# Directions for this task:
Tell how many lines in the data below include the word "Some". The answer is the number only.

# Data records:
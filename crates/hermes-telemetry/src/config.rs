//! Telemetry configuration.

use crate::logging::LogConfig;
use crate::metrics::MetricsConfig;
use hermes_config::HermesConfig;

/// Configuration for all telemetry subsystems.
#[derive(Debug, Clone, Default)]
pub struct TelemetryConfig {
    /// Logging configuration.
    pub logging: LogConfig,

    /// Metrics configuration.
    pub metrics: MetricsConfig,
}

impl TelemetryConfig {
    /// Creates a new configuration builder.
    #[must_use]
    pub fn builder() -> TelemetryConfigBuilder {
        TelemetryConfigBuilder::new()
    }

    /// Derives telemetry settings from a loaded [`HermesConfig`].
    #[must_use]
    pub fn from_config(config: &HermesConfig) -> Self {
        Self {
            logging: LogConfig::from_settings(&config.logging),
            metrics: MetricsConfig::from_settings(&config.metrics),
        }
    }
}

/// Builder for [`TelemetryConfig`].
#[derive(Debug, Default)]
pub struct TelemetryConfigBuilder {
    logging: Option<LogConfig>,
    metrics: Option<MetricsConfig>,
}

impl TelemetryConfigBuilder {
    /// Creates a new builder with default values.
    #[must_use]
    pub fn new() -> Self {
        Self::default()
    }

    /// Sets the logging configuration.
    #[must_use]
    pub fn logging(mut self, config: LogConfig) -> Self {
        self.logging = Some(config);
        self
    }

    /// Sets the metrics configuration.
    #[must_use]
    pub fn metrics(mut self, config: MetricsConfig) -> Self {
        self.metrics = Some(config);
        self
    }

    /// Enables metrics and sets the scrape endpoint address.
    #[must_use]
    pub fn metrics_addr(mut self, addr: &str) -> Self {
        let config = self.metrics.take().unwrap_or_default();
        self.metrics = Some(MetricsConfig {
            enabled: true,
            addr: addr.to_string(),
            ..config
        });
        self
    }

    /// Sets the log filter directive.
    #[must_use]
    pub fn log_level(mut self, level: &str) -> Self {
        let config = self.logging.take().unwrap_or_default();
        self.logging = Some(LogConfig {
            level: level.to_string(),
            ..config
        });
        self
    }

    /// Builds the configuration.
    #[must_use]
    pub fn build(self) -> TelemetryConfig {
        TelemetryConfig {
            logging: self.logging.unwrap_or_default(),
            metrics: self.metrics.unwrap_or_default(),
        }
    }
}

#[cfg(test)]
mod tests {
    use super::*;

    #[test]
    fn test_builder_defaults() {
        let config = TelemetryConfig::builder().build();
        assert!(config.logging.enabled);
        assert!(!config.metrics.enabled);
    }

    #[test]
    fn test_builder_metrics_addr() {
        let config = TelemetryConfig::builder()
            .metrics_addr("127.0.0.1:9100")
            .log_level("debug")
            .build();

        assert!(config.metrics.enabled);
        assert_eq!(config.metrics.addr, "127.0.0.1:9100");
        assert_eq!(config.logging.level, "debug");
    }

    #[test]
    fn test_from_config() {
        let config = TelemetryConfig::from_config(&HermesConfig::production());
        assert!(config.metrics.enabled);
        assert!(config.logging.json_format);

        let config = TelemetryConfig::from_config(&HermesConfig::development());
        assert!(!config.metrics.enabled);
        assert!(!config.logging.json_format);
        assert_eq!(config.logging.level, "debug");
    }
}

# The answer:
4